Part 3: How does math innumeracy affect the news?

Part 1 established the poor math skills common in the media industry.

Part 2 provided background on how this lack of skill came about and examples of mangled numerical reporting.

Part 3 explains how numerical ineptness leads to bad news reporting, and how organizations take advantage of naive reporters by dumbing down and manipulating the news to serve their own purposes.

Q: Journalists never seem to trust what a politician says - why do they trust doctors, scientists or other highly skilled "experts"?
A: As noted by Professor Edward Wasserman in part 1, they view "experts" in "reverential" terms and lack the skill to confidently ask skeptical questions of "experts". The No Train, No Gain folks wrote:
"We're used to the way politicians and bureaucrats hedge their words to make themselves look good. Because we're on guard and savvy to the politics of the language, we usually protect readers from the most self-serving versions of the truth.

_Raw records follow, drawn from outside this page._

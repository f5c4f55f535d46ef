//! Process-wide game registry (spec.md §6.2 control surface), keyed by
//! `game_id`. Replaces the teacher's Redis-backed `GameEngine::get_game` /
//! `save_game` pair with an in-memory `DashMap` of live handles — spec.md
//! §6.3 explicitly drops persistence from the core.

use std::collections::HashMap;
use std::sync::Arc;

use dashmap::DashMap;
use uuid::Uuid;

use crate::agents::adapters::http::{HttpAgentConfig, HttpClient};
use crate::agents::adapters::mock::MockAgent;
use crate::agents::adapters::provider_a::ProviderAAgent;
use crate::agents::adapters::provider_b::ProviderBAgent;
use crate::agents::{Agent, AgentIdentity};
use crate::bus::EventBus;
use crate::config::{AgentConfig, GameConfig};
use crate::context::TruncatingSummarizer;
use crate::engine::game::Game;
use crate::error::{AppError, AppResult};
use crate::events::Event;
use crate::orchestrator::pacing::PacingGate;
use crate::orchestrator::GameRunner;

/// Everything the control surface needs to talk to a running game, without
/// reaching into the orchestrator task itself.
pub struct GameHandle {
    pub game: Arc<parking_lot::RwLock<Game>>,
    pub bus: Arc<EventBus>,
    pub pacing: Arc<PacingGate>,
}

impl GameHandle {
    pub fn get_state(&self) -> Game {
        self.game.read().clone()
    }

    pub fn get_events(&self, since_sequence: u64) -> Vec<Event> {
        self.bus.events_since(since_sequence)
    }

    pub fn pause(&self) {
        self.pacing.pause();
    }

    pub fn resume(&self) {
        self.pacing.resume();
    }

    pub fn set_speed(&self, multiplier: f32) {
        self.pacing.set_speed(multiplier);
    }

    pub fn subscribe(&self) -> (Uuid, tokio::sync::mpsc::Receiver<Event>) {
        self.bus.subscribe()
    }
}

#[derive(Default)]
pub struct Registry {
    games: DashMap<Uuid, Arc<GameHandle>>,
    http_config: Option<HttpAgentConfig>,
}

impl Registry {
    pub fn new() -> Self {
        Self::default()
    }

    /// A registry whose HTTP-backed agents (model_identifier prefixed
    /// `provider_a:` / `provider_b:`) call out through `http_config` rather
    /// than falling back to `MockAgent`.
    pub fn with_http_config(http_config: HttpAgentConfig) -> Self {
        Self {
            games: DashMap::new(),
            http_config: Some(http_config),
        }
    }

    fn build_agent(&self, id: Uuid, agent_config: &AgentConfig) -> Arc<dyn Agent> {
        let identity = AgentIdentity {
            id,
            name: agent_config.name.clone(),
            model_identifier: agent_config.model_identifier.clone(),
            temperature: agent_config.temperature,
            personality: agent_config.personality_id,
        };

        let Some(http_config) = self.http_config.clone() else {
            return Arc::new(MockAgent::new(id, agent_config.name.clone(), agent_config.personality_id));
        };

        if let Some(model) = agent_config.model_identifier.strip_prefix("provider_a:") {
            let mut identity = identity;
            identity.model_identifier = model.to_string();
            Arc::new(ProviderAAgent::new(identity, HttpClient::new(http_config)))
        } else if let Some(model) = agent_config.model_identifier.strip_prefix("provider_b:") {
            let mut identity = identity;
            identity.model_identifier = model.to_string();
            Arc::new(ProviderBAgent::new(identity, HttpClient::new(http_config)))
        } else {
            Arc::new(MockAgent::new(id, agent_config.name.clone(), agent_config.personality_id))
        }
    }

    /// Build a fresh `Game`, wire up each configured agent to its backend
    /// (`build_agent`), and spawn its orchestrator task.
    pub fn start_game(&self, config: GameConfig) -> AppResult<Uuid> {
        if config.agents.is_empty() {
            return Err(AppError::BadRequest("at least one agent is required".into()));
        }

        let player_specs: Vec<(Uuid, String)> = config
            .agents
            .iter()
            .map(|a| (Uuid::new_v4(), a.name.clone()))
            .collect();

        let mut agents: HashMap<Uuid, Arc<dyn Agent>> = HashMap::new();
        for ((id, _), agent_config) in player_specs.iter().zip(config.agents.iter()) {
            agents.insert(*id, self.build_agent(*id, agent_config));
        }

        let game = Game::new(player_specs, config.seed, 1500);
        let game_id = Uuid::new_v4();
        let game = Arc::new(parking_lot::RwLock::new(game));
        let bus = Arc::new(EventBus::new());
        let pacing = Arc::new(PacingGate::new(GameConfig::clamp_speed(config.speed_multiplier)));

        let handle = Arc::new(GameHandle {
            game: game.clone(),
            bus: bus.clone(),
            pacing: pacing.clone(),
        });
        self.games.insert(game_id, handle);

        let runner = GameRunner::new(
            game_id,
            game,
            bus,
            agents,
            Arc::new(TruncatingSummarizer::default()),
            pacing,
            config.max_turns,
        );
        tokio::spawn(runner.run_to_completion());

        Ok(game_id)
    }

    pub fn get(&self, game_id: Uuid) -> AppResult<Arc<GameHandle>> {
        self.games
            .get(&game_id)
            .map(|entry| entry.value().clone())
            .ok_or_else(|| AppError::NotFound(format!("no such game: {game_id}")))
    }

    pub fn cancel(&self, game_id: Uuid) -> AppResult<()> {
        let handle = self.get(game_id)?;
        handle.pacing.cancel();
        Ok(())
    }
}
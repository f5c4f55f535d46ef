//! Scenario 3 (spec §8.4): owning every property in a color group doubles
//! unimproved rent, even though neither property has a house on it.

mod common;

use monopoly_arena_core::events::EventKind;
use monopoly_arena_core::state::TurnPhase;

#[test]
fn full_brown_set_doubles_rent_on_salvador() {
    let mut game = common::new_game(2, 42);

    let owner = game.state.players[0].id;
    // Brown group: Salvador (1) and Rio (3), both price 60 / base rent 4.
    game.state.current_player_mut().properties.insert(1);
    game.state.current_player_mut().properties.insert(3);
    game.state.property_owners.insert(1, owner);
    game.state.property_owners.insert(3, owner);

    let payer = game.state.players[1].id;
    game.state.current_player_index = 1;
    game.state.current_player_mut().position = 1;
    game.state.turn_phase = TurnPhase::Landed;

    let (events, _) = game.resolve_landing().expect("landing resolves");
    assert_eq!(events.len(), 1);
    assert!(matches!(
        events[0],
        EventKind::RentPaid { payer: p, owner: o, position: 1, amount: 8 } if p == payer && o == owner
    ));

    assert_eq!(game.state.get_player(payer).unwrap().cash, common::STARTING_CASH - 8);
    assert_eq!(game.state.get_player(owner).unwrap().cash, common::STARTING_CASH + 8);
}
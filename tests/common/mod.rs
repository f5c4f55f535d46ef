//! Shared test fixtures for the scenario suite (spec §8.4).

use uuid::Uuid;

use monopoly_arena_core::engine::game::Game;

pub const STARTING_CASH: i64 = 1500;

/// A stable, non-random player id so multi-run comparisons never depend on
/// `Uuid::new_v4` — only the seeded RNG is allowed to vary test outcomes.
pub fn player_id(n: u128) -> Uuid {
    Uuid::from_u128(n)
}

/// Fresh game with `num_players` seats, seeded for reproducible dice/shuffle.
/// Which physical `Uuid` ends up at `players[0]` after the seed-shuffle is
/// irrelevant to every scenario below — they all reason about "the current
/// player" and "the next active player" positionally, never by identity.
pub fn new_game(num_players: u8, seed: u64) -> Game {
    let specs = (0..num_players)
        .map(|i| (player_id(i as u128 + 1), format!("Player {i}")))
        .collect();
    Game::new(specs, Some(seed), STARTING_CASH)
}
//! Chance and Community Chest cards (spec §3.1)

use serde::{Deserialize, Serialize};

#[derive(Debug, Clone, Copy, PartialEq, Eq, Serialize, Deserialize)]
pub enum DeckKind {
    Chance,
    CommunityChest,
}

/// Tagged card effect variants, exactly the taxonomy spec §3.1 names.
#[derive(Debug, Clone, Copy, PartialEq, Eq, Serialize, Deserialize)]
pub enum CardEffect {
    AdvanceTo { position: u8 },
    AdvanceNearestRailroad { pay_double: bool },
    AdvanceNearestUtility,
    GoBack { spaces: u8 },
    Collect { amount: u32 },
    Pay { amount: u32 },
    PayEachPlayer { amount: u32 },
    CollectFromEach { amount: u32 },
    Repairs { per_house: u32, per_hotel: u32 },
    GoToJail,
    GetOutOfJail,
}

#[derive(Debug, Clone, Serialize, Deserialize)]
pub struct Card {
    pub deck: DeckKind,
    pub text: &'static str,
    pub effect: CardEffect,
}

pub static CHANCE_CARDS: once_cell::sync::Lazy<Vec<Card>> = once_cell::sync::Lazy::new(|| {
    vec![
        Card { deck: DeckKind::Chance, text: "Advance to GO", effect: CardEffect::AdvanceTo { position: 0 } },
        Card { deck: DeckKind::Chance, text: "Advance to Tokyo", effect: CardEffect::AdvanceTo { position: 39 } },
        Card { deck: DeckKind::Chance, text: "Advance to Tel Aviv", effect: CardEffect::AdvanceTo { position: 6 } },
        Card { deck: DeckKind::Chance, text: "Advance to the nearest Railroad. If unowned, you may buy it; if owned, pay the owner twice the rent.", effect: CardEffect::AdvanceNearestRailroad { pay_double: true } },
        Card { deck: DeckKind::Chance, text: "Advance to the nearest Railroad", effect: CardEffect::AdvanceNearestRailroad { pay_double: false } },
        Card { deck: DeckKind::Chance, text: "Advance to the nearest Utility. If unowned, you may buy it; if owned, throw dice and pay owner ten times the amount thrown.", effect: CardEffect::AdvanceNearestUtility },
        Card { deck: DeckKind::Chance, text: "Bank pays you a dividend of $50", effect: CardEffect::Collect { amount: 50 } },
        Card { deck: DeckKind::Chance, text: "Get out of Jail Free", effect: CardEffect::GetOutOfJail },
        Card { deck: DeckKind::Chance, text: "Go back three spaces", effect: CardEffect::GoBack { spaces: 3 } },
        Card { deck: DeckKind::Chance, text: "Go to Jail", effect: CardEffect::GoToJail },
        Card { deck: DeckKind::Chance, text: "Make general repairs: $25 per house, $100 per hotel", effect: CardEffect::Repairs { per_house: 25, per_hotel: 100 } },
        Card { deck: DeckKind::Chance, text: "Pay poor tax of $15", effect: CardEffect::Pay { amount: 15 } },
        Card { deck: DeckKind::Chance, text: "Take a trip to the nearest Railroad", effect: CardEffect::AdvanceNearestRailroad { pay_double: false } },
        Card { deck: DeckKind::Chance, text: "You have been elected chairman: pay each player $50", effect: CardEffect::PayEachPlayer { amount: 50 } },
        Card { deck: DeckKind::Chance, text: "Your building loan matures: collect $150", effect: CardEffect::Collect { amount: 150 } },
        Card { deck: DeckKind::Chance, text: "You have won a crossword competition: collect $100", effect: CardEffect::Collect { amount: 100 } },
    ]
});

pub static COMMUNITY_CHEST_CARDS: once_cell::sync::Lazy<Vec<Card>> = once_cell::sync::Lazy::new(|| {
    vec![
        Card { deck: DeckKind::CommunityChest, text: "Advance to GO", effect: CardEffect::AdvanceTo { position: 0 } },
        Card { deck: DeckKind::CommunityChest, text: "Bank error in your favor: collect $200", effect: CardEffect::Collect { amount: 200 } },
        Card { deck: DeckKind::CommunityChest, text: "Doctor's fee: pay $50", effect: CardEffect::Pay { amount: 50 } },
        Card { deck: DeckKind::CommunityChest, text: "From sale of stock you get $50", effect: CardEffect::Collect { amount: 50 } },
        Card { deck: DeckKind::CommunityChest, text: "Get out of Jail Free", effect: CardEffect::GetOutOfJail },
        Card { deck: DeckKind::CommunityChest, text: "Go to Jail", effect: CardEffect::GoToJail },
        Card { deck: DeckKind::CommunityChest, text: "Holiday fund matures: receive $100", effect: CardEffect::Collect { amount: 100 } },
        Card { deck: DeckKind::CommunityChest, text: "Income tax refund: collect $20", effect: CardEffect::Collect { amount: 20 } },
        Card { deck: DeckKind::CommunityChest, text: "It is your birthday: collect $10 from every player", effect: CardEffect::CollectFromEach { amount: 10 } },
        Card { deck: DeckKind::CommunityChest, text: "Life insurance matures: collect $100", effect: CardEffect::Collect { amount: 100 } },
        Card { deck: DeckKind::CommunityChest, text: "Pay hospital fees of $100", effect: CardEffect::Pay { amount: 100 } },
        Card { deck: DeckKind::CommunityChest, text: "Pay school fees of $150", effect: CardEffect::Pay { amount: 150 } },
        Card { deck: DeckKind::CommunityChest, text: "Receive $25 consultancy fee", effect: CardEffect::Collect { amount: 25 } },
        Card { deck: DeckKind::CommunityChest, text: "You are assessed for street repairs: $40 per house, $115 per hotel", effect: CardEffect::Repairs { per_house: 40, per_hotel: 115 } },
        Card { deck: DeckKind::CommunityChest, text: "You have won second prize in a beauty contest: collect $10", effect: CardEffect::Collect { amount: 10 } },
        Card { deck: DeckKind::CommunityChest, text: "You inherit $100", effect: CardEffect::Collect { amount: 100 } },
    ]
});
//! Scenario 1 (spec §8.4): a roll from GO moves the player forward by the
//! dice total and never credits salary, since no wraparound past position 0
//! is possible on a single roll.

mod common;

use monopoly_arena_core::events::EventKind;

#[test]
fn roll_from_go_moves_without_passing_go() {
    let mut game = common::new_game(2, 42);
    assert_eq!(game.state.current_player().position, 0);

    let (events, moved) = game.roll().expect("PreRoll accepts a roll");
    assert!(moved, "a fresh roll off GO always results in movement");

    let (d1, d2) = events
        .iter()
        .find_map(|e| match e {
            EventKind::DiceRolled { d1, d2, .. } => Some((*d1, *d2)),
            _ => None,
        })
        .expect("DiceRolled is always the first event of a roll");
    let total = (d1 + d2) as u8;

    let moved_event = events
        .iter()
        .find_map(|e| match e {
            EventKind::PlayerMoved { from, new_position, spaces_moved } => {
                Some((*from, *new_position, *spaces_moved))
            }
            _ => None,
        })
        .expect("a successful roll always emits PlayerMoved");
    assert_eq!(moved_event, (0, total, total));

    assert!(
        !events.iter().any(|e| matches!(e, EventKind::PassedGo { .. })),
        "moving forward from GO itself never passes GO"
    );
}
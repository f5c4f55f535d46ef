//! Scenario 2 (spec §8.4): buying an unowned property, then paying base
//! rent to its owner. Numbers follow this crate's actual board (position 1,
//! "Salvador", price 60, base rent 4) rather than the classic-board figures
//! the distilled spec borrowed from a different layout.

mod common;

use monopoly_arena_core::engine::landing::LandingOutcome;
use monopoly_arena_core::events::EventKind;
use monopoly_arena_core::state::TurnPhase;

#[test]
fn purchase_then_rent_moves_cash_correctly() {
    let mut game = common::new_game(2, 42);

    let buyer = game.state.players[0].id;
    game.state.current_player_index = 0;
    game.state.current_player_mut().position = 1;
    game.state.turn_phase = TurnPhase::Landed;

    let (events, outcome) = game.resolve_landing().expect("landing resolves");
    assert!(events.is_empty());
    assert_eq!(outcome, LandingOutcome::OfferPurchase { position: 1, price: 60 });

    let event = game.buy_current_property(1).expect("affordable purchase succeeds");
    assert!(matches!(event, EventKind::PropertyPurchased { position: 1, price: 60 }));
    assert_eq!(game.state.get_player(buyer).unwrap().cash, common::STARTING_CASH - 60);
    assert_eq!(game.state.owner_of(1), Some(buyer));

    let payer = game.state.players[1].id;
    game.state.current_player_index = 1;
    game.state.current_player_mut().position = 1;
    game.state.turn_phase = TurnPhase::Landed;

    let (events, outcome) = game.resolve_landing().expect("landing resolves");
    assert_eq!(outcome, LandingOutcome::Resolved);
    assert_eq!(events.len(), 1);
    assert!(matches!(
        events[0],
        EventKind::RentPaid { payer: p, owner, position: 1, amount: 4 } if p == payer && owner == buyer
    ));

    assert_eq!(game.state.get_player(payer).unwrap().cash, common::STARTING_CASH - 4);
    assert_eq!(game.state.get_player(buyer).unwrap().cash, common::STARTING_CASH - 60 + 4);
}
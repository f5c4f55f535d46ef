//! Finite house/hotel supply (spec §3.2). Bank cash is unbounded.

use serde::{Deserialize, Serialize};

#[derive(Debug, Clone, Serialize, Deserialize)]
pub struct Bank {
    pub houses_available: u8,
    pub hotels_available: u8,
}

impl Default for Bank {
    fn default() -> Self {
        Self {
            houses_available: 32,
            hotels_available: 12,
        }
    }
}

impl Bank {
    pub fn take_house(&mut self) -> bool {
        if self.houses_available == 0 {
            return false;
        }
        self.houses_available -= 1;
        true
    }

    pub fn return_house(&mut self) {
        self.houses_available = (self.houses_available + 1).min(32);
    }

    pub fn take_hotel(&mut self) -> bool {
        if self.hotels_available == 0 {
            return false;
        }
        self.hotels_available -= 1;
        true
    }

    pub fn return_hotel(&mut self) {
        self.hotels_available = (self.hotels_available + 1).min(12);
    }
}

But we're much less critical when it comes to quantified information."
The developer of math guidelines for the Poynter organization is quoted, saying
""reporters and editors are suckers for numbers. To them, a number looks solid, factual, more trustworthy than a fallible human source. And being numerically incompetent, they can't find the flaws in statistics and calculations. They can't tell the difference between a meaningless number and a significant one. The result is stories that are misleading and confusing at best and, at worst, flat out wrong."
Here is a simple and very common example: Around election time, we are inundated with polls. One week the poll says X has 51% to 49% for Y. A week later, the poll shows Y has 51% and X has 49%. The headline blares "Y TAKES THE LEAD!" The reporter flips through the Rolodex and grabs quotes from the usual suspects, "This is the turning point in our campaign," said Jay Walrus, Mr. Y's campaign manager. "We expected to see this transition occur as voters became more familiar with the story about Mr. X torturing little puppies when he was younger. Last year."'

Of course, the poll probably had a "margin of error" (at what confidence level is never specified) of +/- 4%. Since the estimates are all within the margin of error, the race remains a dead heat. We cannot pick one as the winner. This is elementary statistics. But poll results will be published weekly in the press during election seasons, and nearly always, will get the story wrong.

This common error is the same type that led to the incorrect news reports about 2006 being the hottest year on record. (I confirmed that by contacting the National Climate Data Center official in charge of compiling the data who agreed that the confidences interval of the estimates meant that we could not distinguish the "hottest" from amongst many different years and that the NCDC press release as misleading (intentionally, it turns out). A scientist at NASA says about a dozen years all qualify as "hottest" and they are spread throughout the 20th century. But do not expect a news reporter to understand this nuance.)

Another common problem for reporters is the inability to see that very technical published reports with a lot of mathematical symbols are often little more than exercises in finding spurious correlations. With our modern computers and data bases, a surprising number of research papers are written by data mining and looking for correlations in large mountains of data (a related problem is the often bogus use of meta-analysis methods to data mine other research reports). Today our computing horse power makes it easy to find correlations and associations galore - yet most are likely to be meaningless - but do make for great headlines. Data mining is so much easier than doing real research that, for some fields, may require getting dirty out in the field. Hence, data mining correlations and meta-analysis have become the preferred quick-and-not-so-dirty way of adding another paper to one's curricula vitae.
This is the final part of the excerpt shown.